(Dataset entries)
• • •

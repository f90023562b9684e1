mod app;
mod calculation;
mod cli;
mod config;
mod display;
mod error;
mod prelude;
mod router;

use app::App;
use cli::Cli;
use prelude::*;

fn main() -> AppResult {
    let app = App::new(Cli::new());

    let report = router::route(&app)?;

    app.display.print(&report)?;

    Ok(())
}
//! Date normalization
//!
//! Fatture in Cloud expects plain `YYYY-MM-DD` calendar dates. Hosts send
//! whatever their date picker produces, so the common shapes are accepted
//! and reduced to the UTC calendar date.

use chrono::{DateTime, NaiveDate, NaiveDateTime, Utc};
use ficbridge_domain::{BridgeError, Result};

const DATE_FORMAT: &str = "%Y-%m-%d";
const NAIVE_FORMATS: &[&str] = &["%Y-%m-%dT%H:%M:%S%.f", "%Y-%m-%d %H:%M:%S%.f", "%Y-%m-%dT%H:%M"];

/// Reduce a date or timestamp to `YYYY-MM-DD`.
///
/// Accepts RFC 3339 timestamps (converted to UTC), naive date-times (read as
/// UTC) and plain dates.
///
/// # Errors
///
/// `BridgeError::Validation` naming `field` when the value matches none of
/// the accepted shapes.
pub fn normalize_date(field: &str, raw: &str) -> Result<String> {
    let raw = raw.trim();

    if let Ok(timestamp) = DateTime::parse_from_rfc3339(raw) {
        return Ok(format_date(timestamp.with_timezone(&Utc).date_naive()));
    }

    if let Some(naive) =
        NAIVE_FORMATS.iter().find_map(|format| NaiveDateTime::parse_from_str(raw, format).ok())
    {
        return Ok(format_date(naive.date()));
    }

    NaiveDate::parse_from_str(raw, DATE_FORMAT).map(format_date).map_err(|_| {
        BridgeError::Validation(format!(
            "Invalid date for '{field}': '{raw}'. Expected YYYY-MM-DD or an ISO 8601 timestamp."
        ))
    })
}

pub fn format_date(date: NaiveDate) -> String {
    date.format(DATE_FORMAT).to_string()
}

• • •

### Brief
Could you print exactly the lines from the one containing "let raw = raw.trim();" through the last line of the records above?

### Solution to the exercise
    let raw = raw.trim();

    if let Ok(timestamp) = DateTime::parse_from_rfc3339(raw) {
        return Ok(format_date(timestamp.with_timezone(&Utc).date_naive()));
    }

    if let Some(naive) =
        NAIVE_FORMATS.iter().find_map(|format| NaiveDateTime::parse_from_str(raw, format).ok())
    {
        return Ok(format_date(naive.date()));
    }

    NaiveDate::parse_from_str(raw, DATE_FORMAT).map(format_date).map_err(|_| {
        BridgeError::Validation(format!(
            "Invalid date for '{field}': '{raw}'. Expected YYYY-MM-DD or an ISO 8601 timestamp."
        ))
    })
}

pub fn format_date(date: NaiveDate) -> String {
    date.format(DATE_FORMAT).to_string()
}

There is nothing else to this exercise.